I am currently a PhD candidate working with Dr. Paul Brooks. My work focuses on how water supply in the west is related to current and previous climatic conditions, and how climate change may impact water supply from snowpack generated streamflow in the future. My findings suggest that in snowpack dominated headwater streams that groundwater storage controls a large portion of annual runoff, and that headwater catchment storage is not stationary from year to year. Variability associated with changes in catchment storage are related to regional climate signals from up to 3-4 years in the past.

Snowmelt-generated runoff, is typically characterized by high annual variability. Predicting this variability is essential to water managers. Recent studies suggest that including antecedent groundwater storage in water yield (WY) predictions reduced uncertainty (from ~40%-~20%) in 10 Northern Utah catchments. We therefore ask 2 questions, how does winter baseflow vary over time, what controls this variability? Using over a century of discharge and climate data, we find that winter baseflow follows a synchronous decadal periodicity across all catchments, suggesting a multi-year climate signal. We used multiple linear regression to predict changes in winter baseflow using previous climate. We find that the previous 4 years of precipitation, 1 year of temperature, and up to 3 years of melt rate control winter baseflow. This study expands on the standard one-year water balance and suggests that multi-year climate and its control on storage can either buffer or exacerbate future streamflow surpluses or deficits.
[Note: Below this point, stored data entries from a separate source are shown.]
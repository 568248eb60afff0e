//! Ports and Adapters Infrastructure
//!
//! This module provides the foundational types shared by every port trait and
//! every adapter behind one.
//!
//! # Architecture Overview
//!
//! ```text
//! ┌─────────────────────────────────────────────────────────────┐
//! │                  BillingLedger (orchestrator)                │
//! └─────────────────────────────────────────────────────────────┘
//!                              │
//!                              ▼
//! ┌─────────────────────────────────────────────────────────────┐
//! │                  LedgerRepository (port)                     │
//! │        defined in domain_billing, errors are PortError       │
//! └─────────────────────────────────────────────────────────────┘
//!                    ▲                         ▲
//!                    │                         │
//!         ┌─────────┴─────────┐     ┌────────┴────────┐
//!         │  Postgres Adapter │     │  In-memory Mock │
//!         │     (infra_db)    │     │     (tests)     │
//!         └───────────────────┘     └─────────────────┘
//! ```
//!
//! Adapters translate their own failures into [`PortError`] so the domain
//! never inspects driver-specific error codes.

use std::fmt;
use std::time::Duration;

use serde::{Deserialize, Serialize};
use thiserror::Error;

/// Error type for port operations
///
/// Provides a unified error type that all port implementations must use,
/// ensuring consistent error handling across the database adapter and the
/// in-memory test double.
#[derive(Debug, Error)]
pub enum PortError {
    /// The requested entity was not found
    #[error("Not found: {entity_type} with id {id}")]
    NotFound {
        entity_type: String,
        id: String,
    },

    /// A uniqueness constraint rejected the write
    ///
    /// This is the portable form of a storage-level unique violation; the
    /// constraint name is kept for diagnostics only.
    #[error("Unique violation on {constraint}: {message}")]
    UniqueViolation {
        constraint: String,
        message: String,
    },

    /// The operation conflicts with existing data
    #[error("Conflict: {message}")]
    Conflict {
        message: String,
    },

    /// Connection to the underlying system failed
    #[error("Connection error: {message}")]
    Connection {
        message: String,
        #[source]
        source: Option<Box<dyn std::error::Error + Send + Sync>>,
    },

    /// A single repository call exceeded its deadline
    #[error("repo-timeout: {operation} limit was {duration_ms}ms")]
    Timeout {
        operation: String,
        duration_ms: u64,
    },

    /// An internal error occurred
    #[error("Internal error: {message}")]
    Internal {
        message: String,
        #[source]
        source: Option<Box<dyn std::error::Error + Send + Sync>>,
    },
}

impl PortError {
    /// Creates a NotFound error
    pub fn not_found(entity_type: impl Into<String>, id: impl fmt::Display) -> Self {
        PortError::NotFound {
            entity_type: entity_type.into(),
            id: id.to_string(),
        }
    }

    /// Creates a UniqueViolation error
    pub fn unique_violation(constraint: impl Into<String>, message: impl Into<String>) -> Self {
        PortError::UniqueViolation {
            constraint: constraint.into(),
            message: message.into(),
        }
    }

    /// Creates a Timeout error for an operation and the limit it ran under
    pub fn timeout(operation: impl Into<String>, limit: Duration) -> Self {
        PortError::Timeout {
            operation: operation.into(),
            duration_ms: u64::try_from(limit.as_millis()).unwrap_or(u64::MAX),
        }
    }

    /// Creates a Connection error
    pub fn connection(message: impl Into<String>) -> Self {
        PortError::Connection {
            message: message.into(),
            source: None,
        }
    }

    /// Creates an Internal error
    pub fn internal(message: impl Into<String>) -> Self {
        PortError::Internal {
            message: message.into(),
            source: None,
        }
    }

    /// Creates an Internal error that keeps the underlying cause
    pub fn internal_with_source(
        message: impl Into<String>,
        source: impl std::error::Error + Send + Sync + 'static,
    ) -> Self {
        PortError::Internal {
            message: message.into(),
            source: Some(Box::new(source)),
        }
    }

    /// Returns true if this error indicates a transient failure that may succeed on retry
    pub fn is_transient(&self) -> bool {
        matches!(
            self,
            PortError::Connection { .. } | PortError::Timeout { .. } | PortError::Conflict { .. }
        )
    }

    /// Returns true if this error indicates the entity was not found
    pub fn is_not_found(&self) -> bool {
        matches!(self, PortError::NotFound { .. })
    }

    /// Returns true if a uniqueness constraint rejected the write
    pub fn is_unique_violation(&self) -> bool {
        matches!(self, PortError::UniqueViolation { .. })
    }

    /// Returns true if the call ran out of its deadline
    pub fn is_timeout(&self) -> bool {
        matches!(self, PortError::Timeout { .. })
    }
}

/// Marker trait for all domain ports
///
/// All port traits should extend this marker to ensure they are
/// thread-safe and can be used in async contexts.
pub trait DomainPort: Send + Sync + 'static {}

/// Health status for an adapter
#[derive(Debug, Clone, Copy, PartialEq, Eq, Serialize, Deserialize)]
#[serde(rename_all = "snake_case")]
pub enum AdapterHealth {
    /// Adapter is healthy and operational
    Healthy,
    /// Adapter is unhealthy and not operational
    Unhealthy,
}

/// Health check result for an adapter
#[derive(Debug, Clone, Serialize, Deserialize)]
pub struct HealthCheckResult {
    /// Adapter identifier
    pub adapter_id: String,
    /// Current health status
    pub status: AdapterHealth,
    /// Latency of the health check in milliseconds
    pub latency_ms: u64,
    /// Optional message with additional details
    pub message: Option<String>,
    /// Timestamp of the health check
    pub checked_at: chrono::DateTime<chrono::Utc>,
}

impl HealthCheckResult {
    /// Returns true when the adapter reported itself healthy
    pub fn is_healthy(&self) -> bool {
        self.status == AdapterHealth::Healthy
    }
}

/// Trait for adapters that support health checks
#[async_trait::async_trait]
pub trait HealthCheckable: Send + Sync {
    /// Performs a health check on the adapter
    async fn health_check(&self) -> HealthCheckResult;
}

#[cfg(test)]
mod tests {
    use super::*;

    #[test]
    fn test_port_error_not_found() {
        let error = PortError::not_found("Loan", "LOAN-123");
        assert!(error.is_not_found());
        assert!(!error.is_transient());
        assert!(error.to_string().contains("Loan"));
        assert!(error.to_string().contains("LOAN-123"));
    }

    #[test]
    fn test_port_error_transient() {
        let timeout = PortError::timeout("GetLoanByID", Duration::from_secs(2));
        assert!(timeout.is_transient());
        assert!(timeout.is_timeout());

        let unique = PortError::unique_violation("payments_idempotency_key_key", "duplicate key");
        assert!(unique.is_unique_violation());
        assert!(!unique.is_transient());
    }

    #[test]
    fn test_timeout_message_carries_label_and_limit() {
        let error = PortError::timeout("Batch insert schedule", Duration::from_millis(4450));
        assert_eq!(
            error.to_string(),
            "repo-timeout: Batch insert schedule limit was 4450ms"
        );
    }
}
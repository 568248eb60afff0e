//! API middleware and request extractors

use std::time::Instant;

use axum::{
    async_trait,
    extract::{FromRequestParts, Request},
    http::{request::Parts, HeaderName},
    middleware::Next,
    response::Response,
};
use tracing::info;

use crate::error::ApiError;

pub const IDEMPOTENCY_KEY_HEADER: HeaderName = HeaderName::from_static("x-idempotency-key");
pub const REQUEST_ID_HEADER: HeaderName = HeaderName::from_static("x-request-id");

/// Request logging middleware
///
/// Records method, path, status and latency for every request.
pub async fn request_logger(request: Request, next: Next) -> Response {
    let method = request.method().clone();
    let path = request.uri().path().to_string();
    let request_id = request
        .headers()
        .get(&REQUEST_ID_HEADER)
        .and_then(|value| value.to_str().ok())
        .unwrap_or("-")
        .to_string();

    let start = Instant::now();
    let response = next.run(request).await;

    info!(
        method = %method,
        path = %path,
        request_id = %request_id,
        status = response.status().as_u16(),
        latency_ms = start.elapsed().as_millis() as u64,
        "http_request"
    );

    response
}

/// The caller-chosen key that makes a payment post safe to retry
///
/// Extraction fails with 400 when the `X-Idempotency-Key` header is missing
/// or blank.
#[derive(Debug, Clone, PartialEq, Eq)]
pub struct IdempotencyKey(pub String);

#[async_trait]
impl<S> FromRequestParts<S> for IdempotencyKey
where
    S: Send + Sync,
{
    type Rejection = ApiError;

    async fn from_request_parts(parts: &mut Parts, _state: &S) -> Result<Self, Self::Rejection> {
        let key = parts
            .headers
            .get(&IDEMPOTENCY_KEY_HEADER)
            .and_then(|value| value.to_str().ok())
            .map(str::trim)
            .filter(|value| !value.is_empty())
            .ok_or_else(|| ApiError::bad_request("Request failed due to not providing X-Idempotency-Key"))?;

        Ok(IdempotencyKey(key.to_string()))
    }
}

#[cfg(test)]
mod tests {
    use super::*;
    use axum::http::Request as HttpRequest;

    async fn extract(request: HttpRequest<()>) -> Result<IdempotencyKey, ApiError> {
        let (mut parts, _) = request.into_parts();
        IdempotencyKey::from_request_parts(&mut parts, &()).await
    }

    #[tokio::test]
    async fn test_key_is_read_from_header() {
        let request = HttpRequest::builder()
            .header("X-Idempotency-Key", " req-42 ")
            .body(())
            .unwrap();
        assert_eq!(extract(request).await.unwrap(), IdempotencyKey("req-42".to_string()));
    }

    #[tokio::test]
    async fn test_missing_or_blank_key_is_rejected() {
        let missing = HttpRequest::builder().body(()).unwrap();
        assert!(matches!(extract(missing).await, Err(ApiError::BadRequest(_))));

        let blank = HttpRequest::builder()
            .header("X-Idempotency-Key", "   ")
            .body(())
            .unwrap();
        assert!(matches!(extract(blank).await, Err(ApiError::BadRequest(_))));
    }
}
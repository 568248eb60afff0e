//! Core error types used across the system

use thiserror::Error;

/// Core error type for the kernel
#[derive(Debug, Error, PartialEq, Eq)]
pub enum CoreError {
    /// A pagination cursor could not be decoded
    #[error("Invalid cursor: {0}")]
    InvalidCursor(String),

    /// A pagination cursor could not be encoded
    #[error("Cursor encoding failed: {0}")]
    CursorEncoding(String),

    #[error("Validation error: {0}")]
    Validation(String),
}

impl CoreError {
    pub fn validation(message: impl Into<String>) -> Self {
        CoreError::Validation(message.into())
    }

    pub fn invalid_cursor(message: impl Into<String>) -> Self {
        CoreError::InvalidCursor(message.into())
    }
}
//! Opaque keyset cursors
//!
//! A cursor is any small serializable keyset record. It is written as JSON and
//! then as URL-safe base64 without padding, so it can travel in a query string
//! untouched. Clients must treat the result as opaque.

use base64::engine::general_purpose::URL_SAFE_NO_PAD;
use base64::Engine as _;
use serde::de::DeserializeOwned;
use serde::Serialize;

use crate::error::CoreError;

/// Encodes a keyset record into an opaque cursor string
///
/// # Example
///
/// ```rust
/// use core_kernel::cursor::{decode_cursor, encode_cursor};
/// use serde::{Deserialize, Serialize};
///
/// #[derive(Debug, PartialEq, Serialize, Deserialize)]
/// struct Position { sequence: u32 }
///
/// let token = encode_cursor(&Position { sequence: 5 }).unwrap();
/// let back: Option<Position> = decode_cursor(Some(&token)).unwrap();
/// assert_eq!(back, Some(Position { sequence: 5 }));
/// ```
pub fn encode_cursor<T: Serialize>(cursor: &T) -> Result<String, CoreError> {
    let json = serde_json::to_vec(cursor)
        .map_err(|e| CoreError::CursorEncoding(e.to_string()))?;
    Ok(URL_SAFE_NO_PAD.encode(json))
}

/// Decodes an opaque cursor string back into its keyset record
///
/// An absent or empty cursor means "start of set" and decodes to `None`.
///
/// # Errors
///
/// Returns `CoreError::InvalidCursor` if the string is not valid base64 or
/// does not describe a `T`.
pub fn decode_cursor<T: DeserializeOwned>(encoded: Option<&str>) -> Result<Option<T>, CoreError> {
    let encoded = match encoded.map(str::trim) {
        None | Some("") => return Ok(None),
        Some(value) => value,
    };

    let bytes = URL_SAFE_NO_PAD
        .decode(encoded)
        .map_err(|e| CoreError::InvalidCursor(e.to_string()))?;
    let cursor = serde_json::from_slice(&bytes)
        .map_err(|e| CoreError::InvalidCursor(e.to_string()))?;
    Ok(Some(cursor))
}

#[cfg(test)]
mod tests {
    use super::*;
    use proptest::prelude::*;
    use serde::Deserialize;

    #[derive(Debug, Clone, PartialEq, Serialize, Deserialize)]
    struct Keyset {
        at: i64,
        id: i64,
    }

    #[test]
    fn test_absent_and_empty_mean_start() {
        assert_eq!(decode_cursor::<Keyset>(None).unwrap(), None);
        assert_eq!(decode_cursor::<Keyset>(Some("")).unwrap(), None);
    }

    #[test]
    fn test_encoded_form_is_url_safe_and_unpadded() {
        let token = encode_cursor(&Keyset { at: -1, id: 1 }).unwrap();
        assert!(!token.contains('='));
        assert!(!token.contains('+'));
        assert!(!token.contains('/'));
    }

    #[test]
    fn test_malformed_input_is_rejected() {
        let not_base64 = decode_cursor::<Keyset>(Some("***"));
        assert!(matches!(not_base64, Err(CoreError::InvalidCursor(_))));

        let wrong_shape = URL_SAFE_NO_PAD.encode(br#"{"sequence":3}"#);
        let result = decode_cursor::<Keyset>(Some(&wrong_shape));
        assert!(matches!(result, Err(CoreError::InvalidCursor(_))));
    }

    proptest! {
        #[test]
        fn prop_cursor_round_trip(at in any::<i64>(), id in any::<i64>()) {
            let original = Keyset { at, id };
            let token = encode_cursor(&original).unwrap();
            let decoded: Option<Keyset> = decode_cursor(Some(&token)).unwrap();
            prop_assert_eq!(decoded, Some(original));
        }
    }
}
//! Test Utilities Crate
//!
//! Provides shared test infrastructure, fixtures, and helpers for the
//! billing ledger test suite.
//!
//! # Modules
//!
//! - `fixtures`: Pre-built loan terms and timestamps
//! - `builders`: Builder patterns for loans and payments
//! - `database`: PostgreSQL container management
//! - `assertions`: Schedule and plan invariant checks
//! - `generators`: Property-based test data generators

pub mod fixtures;
pub mod builders;
pub mod database;
pub mod assertions;
pub mod generators;

pub use fixtures::*;
pub use builders::*;
pub use database::*;
pub use assertions::*;
pub use generators::*;
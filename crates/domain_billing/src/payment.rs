//! Loan repayments
//!
//! A payment is one weekly installment. It is tied to the schedule week it
//! settles and to the idempotency key of the request that created it.

use chrono::{DateTime, Utc};
use serde::{Deserialize, Serialize};

use core_kernel::{LoanId, PaymentId};

/// A persisted payment
#[derive(Debug, Clone, PartialEq, Eq, Serialize, Deserialize)]
pub struct Payment {
    /// Unique identifier
    pub id: PaymentId,
    /// Loan being repaid
    pub loan_id: LoanId,
    /// Schedule sequence this payment settles
    pub week_number: u32,
    /// Amount in minor units, always the weekly installment
    pub amount: i64,
    /// Caller-supplied retry token, globally unique
    pub idempotency_key: String,
    /// When the payment was received
    pub paid_at: DateTime<Utc>,
}

/// Command to persist a payment for an already-chosen week
#[derive(Debug, Clone, PartialEq, Eq)]
pub struct CreatePaymentCommand {
    pub loan_id: LoanId,
    pub week_number: u32,
    pub amount: i64,
    pub idempotency_key: String,
    pub paid_at: DateTime<Utc>,
}

/// A payment as submitted by a caller, before the week is assigned
#[derive(Debug, Clone, PartialEq, Eq)]
pub struct SubmitPayment {
    pub loan_id: LoanId,
    pub amount: i64,
    pub idempotency_key: String,
    pub paid_at: DateTime<Utc>,
}

impl SubmitPayment {
    /// Creates a submission received now
    pub fn new(loan_id: LoanId, amount: i64, idempotency_key: impl Into<String>) -> Self {
        Self {
            loan_id,
            amount,
            idempotency_key: idempotency_key.into(),
            paid_at: Utc::now(),
        }
    }

    /// Overrides the receipt time
    pub fn paid_at(mut self, paid_at: DateTime<Utc>) -> Self {
        self.paid_at = paid_at;
        self
    }

    pub(crate) fn for_week(self, week_number: u32) -> CreatePaymentCommand {
        CreatePaymentCommand {
            loan_id: self.loan_id,
            week_number,
            amount: self.amount,
            idempotency_key: self.idempotency_key,
            paid_at: self.paid_at,
        }
    }
}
Mountain snowmelt provides a large part of the western US’s water supply. This snowmelt provides water to streams in 2 major ways 1) directly to streamflow during snowmelt (fast flow), and 2) by refilling groundwater storage reservoirs in the subsurface of the mountain catchments, which then gets released to streamflow later in the year (slow flow). We find that each year streamflow can change dramatically, sometimes we have a big water year, and other years we have drastically low water years, like in 2021. These high or low years can occur, even if we have a normal snow year. We find that some of these year-to-year changes in streamflow are controlled by how full, or how empty the subsurface storage is in a watershed, these storage reserves seem to be re-filled at a 3–4-year timescale, meaning that if we are trying to consider how much runoff the stream will receive in 2022, it is important to not only consider how much snow we received in 2022 but also to consider the climate from the previous years.